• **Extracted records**
........

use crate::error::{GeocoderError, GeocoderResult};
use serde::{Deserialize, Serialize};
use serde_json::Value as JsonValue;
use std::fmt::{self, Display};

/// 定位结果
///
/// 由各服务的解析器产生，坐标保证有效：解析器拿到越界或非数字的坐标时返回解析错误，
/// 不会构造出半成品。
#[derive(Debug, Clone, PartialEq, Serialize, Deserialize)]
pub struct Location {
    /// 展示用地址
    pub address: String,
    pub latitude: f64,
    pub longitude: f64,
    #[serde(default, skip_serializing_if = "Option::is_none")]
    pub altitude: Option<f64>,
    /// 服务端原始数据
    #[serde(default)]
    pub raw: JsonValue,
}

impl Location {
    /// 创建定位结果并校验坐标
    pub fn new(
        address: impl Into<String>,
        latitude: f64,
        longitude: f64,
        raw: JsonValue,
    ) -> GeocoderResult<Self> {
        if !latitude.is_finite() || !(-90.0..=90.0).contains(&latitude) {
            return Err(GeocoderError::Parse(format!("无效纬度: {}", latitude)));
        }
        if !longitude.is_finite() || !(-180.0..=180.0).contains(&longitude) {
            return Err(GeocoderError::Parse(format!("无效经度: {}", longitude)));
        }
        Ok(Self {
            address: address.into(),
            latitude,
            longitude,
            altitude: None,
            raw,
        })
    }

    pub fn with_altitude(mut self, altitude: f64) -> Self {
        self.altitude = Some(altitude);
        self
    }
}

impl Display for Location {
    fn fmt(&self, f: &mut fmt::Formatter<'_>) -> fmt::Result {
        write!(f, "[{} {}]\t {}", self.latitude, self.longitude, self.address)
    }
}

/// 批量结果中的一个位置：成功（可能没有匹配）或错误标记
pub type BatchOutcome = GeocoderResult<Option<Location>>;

........

In the records, which lines use the word "Location"? Report them.

pub struct Location {
impl Location {
impl Display for Location {
pub type BatchOutcome = GeocoderResult<Option<Location>>;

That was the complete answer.